Nel 1969, la rivista scientifica Proceedings of the Institute of Electrical and Electronics Engineers ospitò sulle sue auguste pagine una lettera firmata da un certo R.G. Woodbridge [Acoustic recordings from antiquity], che affermava di aver scoperto registrazioni sonore accidentali sulle superfici di oggetti antichi e in particolare su vasi lavorati sui torni da vasai, in cui il tornio poteva essere immaginato come una sorta di primitivo giradischi e la mano del vasaio come una puntina da incisione sonora molto grossolana.

[Il testo della lettera è dietro paywall, ma Bldblog.com ne ospita qualche estratto, notando che secondo Woodbridge i suoni sarebbero registrati anche nei quadri dipinti a olio e sarebbero riascoltabili tenendo la puntina di un giradischi in contatto con la superficie del vaso in questione, che viene fatto girare, oppure muovendo la puntina sopra una pennellata di un quadro: “positioned against a revolving pot mounted on a phono turntable (adjustable speed) ‘stroked’ along a paint stroke, etc.” Grazie a questo gesto, “low-frequency chatter sound could be heard in the earphones.”

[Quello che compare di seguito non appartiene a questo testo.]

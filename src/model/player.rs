use serde::Serialize;

use crate::model::roles::{ROLE_COUNT, Role};

pub const NEUTRAL_PREFERENCE: u8 = 3;
pub const MIN_PREFERENCE: u8 = 1;
pub const MAX_PREFERENCE: u8 = 5;

/// Per-role match summary. Every metric may be unknown.
#[derive(Debug, Clone, Default, PartialEq, Serialize)]
pub struct RolePerformance {
    pub games: u32,
    pub win_rate: Option<f64>,
    pub kda: Option<f64>,
    pub cs_per_min: Option<f64>,
    pub vision_per_min: Option<f64>,
    /// Recent form in [-1, 1]; positive means improving.
    pub form_trend: Option<f64>,
}

impl RolePerformance {
    pub fn has_metrics(&self) -> bool {
        self.win_rate.is_some()
            || self.kda.is_some()
            || self.cs_per_min.is_some()
            || self.vision_per_min.is_some()
    }
}

/// Aggregate champion proficiency for a role.
#[derive(Debug, Clone, Copy, PartialEq, Serialize)]
pub struct Competency {
    pub proficiency: f64,
    pub games: u32,
}

#[derive(Debug, Clone, PartialEq)]
pub struct PlayerCandidate {
    pub id: String,
    pub preferences: [Option<u8>; ROLE_COUNT],
    pub performance: [RolePerformance; ROLE_COUNT],
    pub competency: [Option<Competency>; ROLE_COUNT],
}

impl PlayerCandidate {
    pub fn new(id: impl Into<String>) -> Self {
        Self {
            id: id.into(),
            preferences: [None; ROLE_COUNT],
            performance: Default::default(),
            competency: [None; ROLE_COUNT],
        }
    }

    pub fn with_preference(mut self, role: Role, value: u8) -> Self {
        self.preferences[role.index()] = Some(value);
        self
    }

    pub fn with_performance(mut self, role: Role, perf: RolePerformance) -> Self {
        self.performance[role.index()] = perf;
        self
    }

    pub fn with_competency(mut self, role: Role, competency: Competency) -> Self {
        self.competency[role.index()] = Some(competency);
        self
    }

    /// Stated preference, neutral when absent, always within 1..=5.
    pub fn preference(&self, role: Role) -> u8 {
        self.preferences[role.index()]
            .unwrap_or(NEUTRAL_PREFERENCE)
            .clamp(MIN_PREFERENCE, MAX_PREFERENCE)
    }

    pub fn has_stated_preference(&self, role: Role) -> bool {
        self.preferences[role.index()].is_some()
    }

    pub fn performance(&self, role: Role) -> &RolePerformance {
        &self.performance[role.index()]
    }

    pub fn competency(&self, role: Role) -> Option<Competency> {
        self.competency[role.index()]
    }
}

Woodbridge suggerisce anche applicazioni alternative:“This is of particular interest as it introduces the possibility of actually recalling and hearing the voices and words of eminent personages as recorded in the paint of their portraits or of famous artists in their pictures.” Inoltre descrive un esperimento: “With an artist’s brush, paint strokes were applied to the surface of the canvas using “oil” paints involving a variety of plasticities, thicknesses, layers, etc., while martial music was played on the nearby phonograph. Visual examination at low magnification showed that certain strokes had the expected transverse striated appearance. When such strokes, after drying, were gently stroked by the “needle” (small, wooden, spade-like) of the crystal cartridge, at as close to the original stroke speed as possible, short snatches of the original music could be identified. […] Many situations leading to the possibility of adventitious acoustic recording in past times have been given consideration. These, for example, might consist of scratches, markings, engravings, grooves, chasings, smears, etc., on or in “plastic” materials encompassing metal, wax, wood, bone, mud, paint, crystal, and many others. Artifacts could include objects of personal adornment, sword blades, arrow shafts, pots, engraving plates, paintings, and various items of calligraphic interest.”]

Le sue affermazioni non furono mai verificate, ma di fronte a queste nuove meraviglie del restauro dei suoni la sua proposta sembra un pochino meno fantascientifica. Staremo a vedere; anzi, a sentire.